Segment Start: PROVIDED DATA

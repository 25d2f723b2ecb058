//! Error Types
//!
//! Two layers of failure exist in the runtime:
//!
//! - [`GraphError`]: protocol violations raised by node, port and edge
//!   operations (a full port, a read with no data, a stale handle). Errors
//!   that come out of a node's own callbacks are wrapped in
//!   [`GraphError::Hook`], so a bad handle used by node logic is told apart
//!   from a bad handle in an editor request.
//! - [`TaskError`]: anything that escapes a scheduled task. The scheduler
//!   treats [`TaskError::Cancelled`] as recoverable and every other variant
//!   as fatal to the pending batch of work.

use thiserror::Error;

use crate::graph::{EdgeId, NodeId, PortRef};

/// Errors raised by graph protocol operations.
#[derive(Debug, Clone, Error, PartialEq)]
pub enum GraphError {
    /// Attaching another edge would exceed the port's capacity.
    #[error("port full: {port} already holds {capacity} edge(s)")]
    PortFull { port: PortRef, capacity: usize },

    /// The edge holds no unconsumed value.
    #[error("data not available on edge {0}")]
    DataNotAvailable(EdgeId),

    /// The input port has no edges and no default value.
    #[error("data not available on port {0}")]
    PortEmpty(PortRef),

    #[error("node not found: {0}")]
    NodeNotFound(NodeId),

    #[error("edge not found: {0}")]
    EdgeNotFound(EdgeId),

    #[error("port not found: {0}")]
    PortNotFound(PortRef),

    #[error("duplicate port: {0}")]
    DuplicatePort(PortRef),

    #[error("unknown node type: {0}")]
    UnknownNodeType(String),

    /// The node type's build phase rejected its arguments.
    #[error("failed to build node of type {type_name}: {reason}")]
    BuildFailed { type_name: String, reason: String },

    /// The port's default provider cannot be edited.
    #[error("default value of {0} is read-only")]
    ReadOnlyDefault(PortRef),

    #[error("name already registered: {0}")]
    NameTaken(String),

    /// Free-form failure raised by node-type logic.
    #[error("node {node} failed: {message}")]
    Behavior { node: NodeId, message: String },

    /// A node callback failed. `source` is whatever the callback returned.
    #[error("node {node} callback failed: {source}")]
    Hook { node: NodeId, source: Box<GraphError> },
}

impl GraphError {
    /// Attribute a callback failure to `node`. Failures already attributed
    /// to a node deeper in the propagation keep that attribution.
    pub fn hook(node: NodeId, err: GraphError) -> Self {
        match err {
            err @ Self::Hook { .. } => err,
            other => Self::Hook {
                node,
                source: Box::new(other),
            },
        }
    }

    /// A refused request (bad handle, full port, unknown type) rather than a
    /// failure of node logic or of the read protocol.
    pub fn is_rejection(&self) -> bool {
        !matches!(
            self,
            Self::DataNotAvailable(_)
                | Self::PortEmpty(_)
                | Self::Behavior { .. }
                | Self::Hook { .. }
        )
    }

    /// The innermost error, looking through callback attribution.
    pub fn root_cause(&self) -> &GraphError {
        let mut err = self;
        while let Self::Hook { source, .. } = err {
            err = source;
        }
        err
    }
}

/// Errors that escape a scheduled task.
#[derive(Debug, Clone, Error, PartialEq)]
pub enum TaskError {
    /// The step was interrupted at a cancellation checkpoint.
    #[error("task cancelled")]
    Cancelled,

    #[error(transparent)]
    Graph(#[from] GraphError),

    /// The task panicked; the payload message is preserved when available.
    #[error("task panicked: {0}")]
    Panicked(String),

    #[error("task failed: {0}")]
    Failed(String),
}

impl TaskError {
    /// Build a free-form failure.
    pub fn failed(message: impl Into<String>) -> Self {
        Self::Failed(message.into())
    }

    /// Whether this error is a cancellation rather than a fatal failure.
    pub fn is_cancellation(&self) -> bool {
        matches!(self, Self::Cancelled)
    }
}

/// Errors raised while loading configuration.
#[derive(Debug, Error)]
pub enum ConfigError {
    #[error("invalid configuration: {0}")]
    Parse(#[from] serde_json::Error),

    #[error("invalid value for {key}: {value}")]
    InvalidEnv { key: &'static str, value: String },
}

#[cfg(test)]
mod tests {
    use super::*;
    use slotmap::SlotMap;

    fn node() -> NodeId {
        let mut keys: SlotMap<NodeId, ()> = SlotMap::with_key();
        keys.insert(())
    }

    #[test]
    fn graph_errors_convert_into_fatal_task_errors() {
        let err: TaskError = GraphError::UnknownNodeType("math.nope".into()).into();
        assert!(!err.is_cancellation());
        assert_eq!(err.to_string(), "unknown node type: math.nope");
    }

    #[test]
    fn cancellation_is_recognised() {
        assert!(TaskError::Cancelled.is_cancellation());
        assert!(!TaskError::failed("boom").is_cancellation());
    }

    #[test]
    fn protocol_failures_are_not_rejections() {
        assert!(GraphError::UnknownNodeType("x".into()).is_rejection());
        assert!(GraphError::NameTaken("fib".into()).is_rejection());
        assert!(!GraphError::Behavior {
            node: node(),
            message: "bad".into(),
        }
        .is_rejection());
    }

    #[test]
    fn callback_failures_are_never_rejections() {
        let node = node();
        let missing = GraphError::NodeNotFound(node);
        assert!(missing.is_rejection());

        let hooked = GraphError::hook(node, missing.clone());
        assert!(!hooked.is_rejection());
        assert_eq!(hooked.root_cause(), &missing);
    }

    #[test]
    fn innermost_callback_keeps_attribution() {
        let mut keys: SlotMap<NodeId, ()> = SlotMap::with_key();
        let (inner, outer) = (keys.insert(()), keys.insert(()));
        let cause = GraphError::NameTaken("x".into());

        let err = GraphError::hook(outer, GraphError::hook(inner, cause.clone()));
        assert!(matches!(err, GraphError::Hook { node, .. } if node == inner));
        assert_eq!(err.root_cause(), &cause);
    }
}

Segment End: PROVIDED DATA

__WHAT TO DO__
If a line in the entries holds the string "scheduled", it belongs in the tally; state the tally alone.

__REPLY TO THE TASK__
2